Stored data:
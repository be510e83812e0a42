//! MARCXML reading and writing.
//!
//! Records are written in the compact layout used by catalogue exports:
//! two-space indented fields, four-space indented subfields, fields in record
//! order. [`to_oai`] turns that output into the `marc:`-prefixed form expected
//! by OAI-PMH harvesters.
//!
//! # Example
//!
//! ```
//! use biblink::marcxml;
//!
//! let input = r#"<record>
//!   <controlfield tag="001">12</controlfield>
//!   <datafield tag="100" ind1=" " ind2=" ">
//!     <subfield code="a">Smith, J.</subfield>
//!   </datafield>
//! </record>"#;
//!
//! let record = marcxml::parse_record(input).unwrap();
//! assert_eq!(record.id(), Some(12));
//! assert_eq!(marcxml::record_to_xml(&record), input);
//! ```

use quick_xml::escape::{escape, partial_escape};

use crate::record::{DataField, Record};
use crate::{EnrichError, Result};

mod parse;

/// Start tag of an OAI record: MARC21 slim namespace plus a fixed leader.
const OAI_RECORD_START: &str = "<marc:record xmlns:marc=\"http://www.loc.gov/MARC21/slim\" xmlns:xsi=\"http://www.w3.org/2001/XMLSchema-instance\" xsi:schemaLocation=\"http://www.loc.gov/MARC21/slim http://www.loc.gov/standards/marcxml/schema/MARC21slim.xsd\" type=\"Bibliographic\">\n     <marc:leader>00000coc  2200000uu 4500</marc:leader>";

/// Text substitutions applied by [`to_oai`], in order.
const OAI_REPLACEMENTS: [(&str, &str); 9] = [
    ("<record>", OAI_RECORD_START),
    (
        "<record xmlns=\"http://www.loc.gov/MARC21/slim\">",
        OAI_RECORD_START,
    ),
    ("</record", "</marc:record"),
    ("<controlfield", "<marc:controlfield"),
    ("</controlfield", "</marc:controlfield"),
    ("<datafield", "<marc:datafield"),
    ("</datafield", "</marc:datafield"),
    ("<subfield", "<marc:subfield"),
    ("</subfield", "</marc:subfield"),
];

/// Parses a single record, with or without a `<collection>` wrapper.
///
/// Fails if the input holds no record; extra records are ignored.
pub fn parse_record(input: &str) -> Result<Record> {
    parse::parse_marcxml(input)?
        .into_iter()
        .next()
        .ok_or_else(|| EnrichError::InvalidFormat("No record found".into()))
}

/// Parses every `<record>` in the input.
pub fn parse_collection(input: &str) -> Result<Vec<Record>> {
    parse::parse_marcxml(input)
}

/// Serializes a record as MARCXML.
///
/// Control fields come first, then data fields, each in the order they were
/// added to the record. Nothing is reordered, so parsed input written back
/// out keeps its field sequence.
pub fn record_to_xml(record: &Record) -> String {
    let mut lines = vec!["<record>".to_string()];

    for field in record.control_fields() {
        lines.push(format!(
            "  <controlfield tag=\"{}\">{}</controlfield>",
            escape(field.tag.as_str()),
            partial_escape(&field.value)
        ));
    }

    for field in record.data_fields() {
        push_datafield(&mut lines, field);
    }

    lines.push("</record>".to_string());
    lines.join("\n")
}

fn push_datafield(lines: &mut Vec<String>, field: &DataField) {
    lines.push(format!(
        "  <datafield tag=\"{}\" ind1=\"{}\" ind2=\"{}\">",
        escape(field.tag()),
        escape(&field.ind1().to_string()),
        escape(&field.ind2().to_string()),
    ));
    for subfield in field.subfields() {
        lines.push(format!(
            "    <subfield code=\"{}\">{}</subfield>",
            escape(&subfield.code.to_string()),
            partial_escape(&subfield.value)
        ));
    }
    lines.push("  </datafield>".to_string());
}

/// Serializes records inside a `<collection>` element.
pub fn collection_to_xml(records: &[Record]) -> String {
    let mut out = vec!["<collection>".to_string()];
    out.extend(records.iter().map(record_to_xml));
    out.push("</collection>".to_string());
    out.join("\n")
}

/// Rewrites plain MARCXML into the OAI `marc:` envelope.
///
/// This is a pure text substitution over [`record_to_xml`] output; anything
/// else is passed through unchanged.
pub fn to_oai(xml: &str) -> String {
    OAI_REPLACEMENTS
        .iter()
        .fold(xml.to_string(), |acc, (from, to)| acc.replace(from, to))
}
...
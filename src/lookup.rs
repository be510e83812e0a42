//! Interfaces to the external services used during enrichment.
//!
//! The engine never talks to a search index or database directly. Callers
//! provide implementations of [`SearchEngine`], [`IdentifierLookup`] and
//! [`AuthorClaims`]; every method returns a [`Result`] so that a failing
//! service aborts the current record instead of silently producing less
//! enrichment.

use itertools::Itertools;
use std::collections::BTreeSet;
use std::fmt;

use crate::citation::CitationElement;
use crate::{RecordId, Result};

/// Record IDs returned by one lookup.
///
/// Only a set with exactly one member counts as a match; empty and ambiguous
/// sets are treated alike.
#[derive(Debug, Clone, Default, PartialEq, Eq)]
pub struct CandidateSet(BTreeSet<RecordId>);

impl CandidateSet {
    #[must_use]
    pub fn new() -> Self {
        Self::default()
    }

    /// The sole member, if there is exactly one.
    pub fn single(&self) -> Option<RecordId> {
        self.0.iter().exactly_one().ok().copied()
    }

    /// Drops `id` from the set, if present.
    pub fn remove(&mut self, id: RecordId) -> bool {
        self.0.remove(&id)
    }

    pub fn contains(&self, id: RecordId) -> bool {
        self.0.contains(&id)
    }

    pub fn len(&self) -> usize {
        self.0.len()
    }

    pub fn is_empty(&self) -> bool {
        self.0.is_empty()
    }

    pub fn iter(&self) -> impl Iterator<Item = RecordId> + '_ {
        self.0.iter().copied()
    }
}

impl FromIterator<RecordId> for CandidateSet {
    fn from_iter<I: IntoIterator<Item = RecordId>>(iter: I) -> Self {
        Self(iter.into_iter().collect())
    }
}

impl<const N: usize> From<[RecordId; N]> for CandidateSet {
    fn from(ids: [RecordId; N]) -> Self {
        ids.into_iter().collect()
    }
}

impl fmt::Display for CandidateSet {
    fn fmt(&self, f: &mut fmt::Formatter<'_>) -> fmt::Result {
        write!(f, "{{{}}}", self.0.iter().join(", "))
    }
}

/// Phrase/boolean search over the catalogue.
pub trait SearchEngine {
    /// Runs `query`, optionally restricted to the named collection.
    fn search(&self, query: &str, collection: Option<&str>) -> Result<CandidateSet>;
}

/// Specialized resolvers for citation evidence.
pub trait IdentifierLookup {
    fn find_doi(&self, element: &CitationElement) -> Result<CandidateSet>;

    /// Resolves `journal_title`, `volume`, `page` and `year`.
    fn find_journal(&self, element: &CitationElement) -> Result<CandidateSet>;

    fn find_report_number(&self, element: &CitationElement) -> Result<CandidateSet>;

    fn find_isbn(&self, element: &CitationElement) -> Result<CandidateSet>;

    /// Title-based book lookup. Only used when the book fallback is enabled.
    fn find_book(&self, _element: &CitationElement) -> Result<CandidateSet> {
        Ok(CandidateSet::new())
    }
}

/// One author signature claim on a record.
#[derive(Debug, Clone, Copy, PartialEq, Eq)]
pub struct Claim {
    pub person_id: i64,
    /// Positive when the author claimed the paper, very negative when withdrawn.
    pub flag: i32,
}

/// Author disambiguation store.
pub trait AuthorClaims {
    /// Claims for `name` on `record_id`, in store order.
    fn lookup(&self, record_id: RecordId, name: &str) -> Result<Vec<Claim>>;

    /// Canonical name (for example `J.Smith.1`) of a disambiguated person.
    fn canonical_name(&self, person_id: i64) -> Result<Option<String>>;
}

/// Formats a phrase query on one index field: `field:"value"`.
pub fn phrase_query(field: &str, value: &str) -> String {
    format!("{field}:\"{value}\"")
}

> **Problem to solve**: Reproduce exactly the entries above, limited to the lines from the one with "pub fn len(&self)" through the one with "fn find_journal(&self, element: &CitationElement)", both included.

> **The answer**:
    pub fn len(&self) -> usize {
        self.0.len()
    }

    pub fn is_empty(&self) -> bool {
        self.0.is_empty()
    }

    pub fn iter(&self) -> impl Iterator<Item = RecordId> + '_ {
        self.0.iter().copied()
    }
}

impl FromIterator<RecordId> for CandidateSet {
    fn from_iter<I: IntoIterator<Item = RecordId>>(iter: I) -> Self {
        Self(iter.into_iter().collect())
    }
}

impl<const N: usize> From<[RecordId; N]> for CandidateSet {
    fn from(ids: [RecordId; N]) -> Self {
        ids.into_iter().collect()
    }
}

impl fmt::Display for CandidateSet {
    fn fmt(&self, f: &mut fmt::Formatter<'_>) -> fmt::Result {
        write!(f, "{{{}}}", self.0.iter().join(", "))
    }
}

/// Phrase/boolean search over the catalogue.
pub trait SearchEngine {
    /// Runs `query`, optionally restricted to the named collection.
    fn search(&self, query: &str, collection: Option<&str>) -> Result<CandidateSet>;
}

/// Specialized resolvers for citation evidence.
pub trait IdentifierLookup {
    fn find_doi(&self, element: &CitationElement) -> Result<CandidateSet>;

    /// Resolves `journal_title`, `volume`, `page` and `year`.
    fn find_journal(&self, element: &CitationElement) -> Result<CandidateSet>;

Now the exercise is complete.